How long does the program take?
Students entering the program who already have a master’s degree can expect a flexible course of study that may be completed in two years (six semesters) to three years (nine semesters). A flexible post-baccalaureate plan of study may be completed in as little as eight semesters; up to 14 semesters for the nurse practitioner tracks.
What is the difference between DNP and PhD?
The DNP may be the appropriate degree for nurse practitioners, nurse midwives, nurse anesthetists, clinical nurse specialists, nursing administrators and staff development persons. The DNP program is also the perfect choice for nurses with a background in public or community health. The DNP program's emphasis is on health-care delivery and the health-care delivery system, as well as the clinical populations served. The PhD is the appropriate degree for students who are interested in a research career. DNP vs. PhD
What is the benefit of earning a DNP degree?
There is considerable national interest in the DNP becoming the terminal degree for advanced nursing practice. In some health-care settings, the DNP degree contributes to career advancement. Often, post-master's DNP students immediately translate course content into practice.
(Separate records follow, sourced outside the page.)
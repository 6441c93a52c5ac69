//! Parameter metadata for the engine's policy constants
//!
//! The body/wick ratios of the candle classifier, the week-change buckets and
//! the MACD histogram bands are policy choices rather than fitted values.
//! This module describes them so they can be:
//! - Documented next to their defaults
//! - Swept in a grid search
//! - Overridden by name from a flat key/value source
//!
//! # Example
//!
//! ```rust
//! use std::collections::HashMap;
//! use barlens::prelude::*;
//!
//! for param in WeekChangeParams::param_meta() {
//!     println!("{}: {:?} (default: {})", param.name, param.param_type, param.default);
//! }
//!
//! let mut overrides = HashMap::new();
//! overrides.insert("surge", 25.0);
//! let params = WeekChangeParams::with_params(&overrides).unwrap();
//! assert_eq!(params.surge, 25.0);
//! ```

use std::collections::HashMap;

use crate::{AnalysisError, Period, Ratio, Result};

// ============================================================
// PARAMETER TYPES
// ============================================================

/// Type of parameter value
#[derive(Debug, Clone, Copy, PartialEq, Eq)]
pub enum ParamType {
  /// Ratio value in 0.0..=1.0
  Ratio,
  /// Period value (positive integer)
  Period,
  /// Free-valued threshold in its own unit (percent, price units)
  Level,
}

/// Metadata for a single tunable parameter
#[derive(Debug, Clone)]
pub struct ParamMeta {
  /// Parameter name (e.g., "large_body")
  pub name: &'static str,
  pub param_type: ParamType,
  pub default: f64,
  /// Range for optimization: (min, max, step)
  pub range: (f64, f64, f64),
  pub description: &'static str,
}

impl ParamMeta {
  pub const fn ratio(
    name: &'static str,
    default: f64,
    range: (f64, f64, f64),
    description: &'static str,
  ) -> Self {
    Self { name, param_type: ParamType::Ratio, default, range, description }
  }

  pub const fn period(
    name: &'static str,
    default: f64,
    range: (f64, f64, f64),
    description: &'static str,
  ) -> Self {
    Self { name, param_type: ParamType::Period, default, range, description }
  }

  pub const fn level(
    name: &'static str,
    default: f64,
    range: (f64, f64, f64),
    description: &'static str,
  ) -> Self {
    Self { name, param_type: ParamType::Level, default, range, description }
  }

  /// Generate all values for grid search
  pub fn generate_grid(&self) -> Vec<f64> {
    let (min, max, step) = self.range;
    let mut values = Vec::new();
    let mut i = 0u32;
    loop {
      let v = min + step * f64::from(i);
      if v > max + 1e-9 {
        break;
      }
      values.push(v);
      i += 1;
    }
    values
  }

  /// Validate a value for this parameter
  pub fn validate(&self, value: f64) -> Result<()> {
    let (min, max, _) = self.range;
    if value.is_nan() || value < min || value > max {
      return Err(AnalysisError::OutOfRange { field: self.name, value, min, max });
    }
    match self.param_type {
      ParamType::Ratio => Ratio::new(value).map(|_| ()),
      ParamType::Period => {
        if value < 1.0 || value.fract() != 0.0 {
          return Err(AnalysisError::InvalidValue("Period must be a positive integer"));
        }
        Ok(())
      },
      ParamType::Level => Ok(()),
    }
  }
}

// ============================================================
// TUNABLE TRAIT
// ============================================================

/// Parameter groups that can be discovered and rebuilt by name
pub trait Tunable: Sized {
  /// Returns metadata for all configurable parameters
  fn param_meta() -> &'static [ParamMeta];

  /// Builds the group from a HashMap; missing keys keep their defaults.
  fn with_params(params: &HashMap<&str, f64>) -> Result<Self>;
}

// ============================================================
// PARAMETER VALUE HELPERS
// ============================================================

/// Helper to get a Ratio from params with default fallback
pub fn get_ratio(params: &HashMap<&str, f64>, key: &str, default: f64) -> Result<Ratio> {
  let value = params.get(key).copied().unwrap_or(default);
  Ratio::new(value)
}

/// Helper to get a Period from params with default fallback
pub fn get_period(params: &HashMap<&str, f64>, key: &str, default: usize) -> Result<Period> {
  let value = params.get(key).copied().unwrap_or(default as f64);
  if value < 1.0 || value.fract() != 0.0 {
    return Err(AnalysisError::InvalidValue("Period must be a positive integer"));
  }
  Period::new(value as usize)
}

/// Helper to get a finite threshold from params with default fallback
pub fn get_level(params: &HashMap<&str, f64>, key: &str, default: f64) -> Result<f64> {
  let value = params.get(key).copied().unwrap_or(default);
  if !value.is_finite() {
    return Err(AnalysisError::InvalidValue("Level must be finite"));
  }
  Ok(value)
}

// ============================================================
// TESTS
// ============================================================

#[cfg(test)]
mod tests {
  use super::*;

  #[test]
  fn test_param_meta_ratio() {
    let meta = ParamMeta::ratio("test_ratio", 0.5, (0.3, 0.7, 0.1), "Test ratio parameter");

    assert_eq!(meta.name, "test_ratio");
    assert_eq!(meta.param_type, ParamType::Ratio);
    assert_eq!(meta.default, 0.5);
  }

  #[test]
  fn test_param_meta_level() {
    let meta = ParamMeta::level("surge", 30.0, (10.0, 50.0, 5.0), "Surge threshold");

    assert_eq!(meta.param_type, ParamType::Level);
    assert!(meta.validate(-5.0).is_err());
    assert!(meta.validate(45.0).is_ok());
  }

  #[test]
  fn test_generate_grid() {
    let meta = ParamMeta::ratio("test", 0.5, (0.3, 0.7, 0.2), "Test");

    let grid = meta.generate_grid();
    assert_eq!(grid.len(), 3);
    assert!((grid[0] - 0.3).abs() < 1e-12);
    assert!((grid[1] - 0.5).abs() < 1e-12);
    assert!((grid[2] - 0.7).abs() < 1e-12);
  }

  #[test]
  fn test_validate_ratio() {
    let meta = ParamMeta::ratio("test", 0.5, (0.3, 0.7, 0.1), "Test");

    assert!(meta.validate(0.5).is_ok());
    assert!(meta.validate(0.3).is_ok());
    assert!(meta.validate(0.7).is_ok());
    assert!(meta.validate(0.2).is_err());
    assert!(meta.validate(0.8).is_err());
    assert!(meta.validate(f64::NAN).is_err());
  }

  #[test]
  fn test_validate_period() {
    let meta = ParamMeta::period("test", 5.0, (3.0, 10.0, 1.0), "Test");

    assert!(meta.validate(5.0).is_ok());
    assert!(meta.validate(3.0).is_ok());
    assert!(meta.validate(4.5).is_err());
    assert!(meta.validate(11.0).is_err());
  }

  #[test]
  fn test_get_ratio_helper() {
    let mut params = HashMap::new();
    params.insert("key1", 0.8);

    assert!((get_ratio(&params, "key1", 0.5).unwrap().get() - 0.8).abs() < f64::EPSILON);
    assert!((get_ratio(&params, "key2", 0.5).unwrap().get() - 0.5).abs() < f64::EPSILON);
  }

  #[test]
  fn test_get_period_helper() {
    let mut params = HashMap::new();
    params.insert("key1", 20.0);
    params.insert("bad", 2.5);

    assert_eq!(get_period(&params, "key1", 14).unwrap().get(), 20);
    assert_eq!(get_period(&params, "key2", 14).unwrap().get(), 14);
    assert!(get_period(&params, "bad", 14).is_err());
  }

  #[test]
  fn test_get_level_helper() {
    let mut params = HashMap::new();
    params.insert("plunge", -25.0);
    params.insert("broken", f64::INFINITY);

    assert_eq!(get_level(&params, "plunge", -20.0).unwrap(), -25.0);
    assert_eq!(get_level(&params, "down", -10.0).unwrap(), -10.0);
    assert!(get_level(&params, "broken", 0.0).is_err());
  }
}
What is the class schedule like?
Course delivery is a combination of online courses and intensive face-to-face sessions.
When do classes meet?
Actual meeting dates for intensive sessions are determined the semester prior to course offering. A calendar is made available during the preceding semester.
Where do in-person classes meet?
In-person courses meet on the Jackson campus. Some courses may be transferred from other institutions.
Do you offer flexible plans of study?
Yes, plans of study can be tailored to each individual student. For post-master’s students, part-time study generally consists of two courses, rather than three. At the start of the DNP program, some students may take only one course. For post-baccalaureate students, part-time study generally consists of two or three courses, instead of four or five.
Are there clinical hour components?
Clinical hours help establish the DNP competencies. Students receive 600 clinical hours as part of the DNP coursework. Conduction of the DNP project fulfills much of this clinical requirement. Post-MSN students will also likely have transferable clinical hours from their MSN programs.
Post-baccalaureate DNP students will receive clinical hours related to their population preparation as nurse practitioner or nursing health care administrator. In addition, they have DNP project hours that are part of the clinical component.
Is there a dissertation?
No, there is no dissertation; however, one of the domains of the DNP program is scholarship. The DNP project results in a evidence implementation project utilizing the JBI methodology - a model for evidenced-based practice.
When can I apply?
Applications are reviewed once each semester for the Post-MSN DNP program and the BSN to DNP, NHCA points of entry. For fall admission the deadline is March 31, for spring admission it is October 15 and for summer admission the deadline is February 15.
Applications for all other BSN to DNP nurse practitioner tracks are reviewed once each year, and students can begin these programs in the fall only. The deadline for fall admission is March 31st. All parts of the application must be completed and received by the applications deadlines.
Will it involve research?
The DNP program requires an evidence implementation project utilizing the methodology of JBI.
What is the average class size?
In general, 15-25 students may be in any class.
For additional reading on the DNP, including a comparison with PhD program content, please see the American Association of Colleges of Nursing website. DNP vs. PhD
For additional information, please email firstname.lastname@example.org. You may also call (601) 815-0124 or (601) 984-1080.
Additionally, the University of Mississippi School of Nursing is part of a five-member, statewide consortium. The purpose of the Mississippi Educational Consortium for the Doctorate of Nursing Practice is to support increasing the nursing leadership capacity in Mississippi. The consortium fosters statewide academic programs leading to the Doctor of Nursing Practice.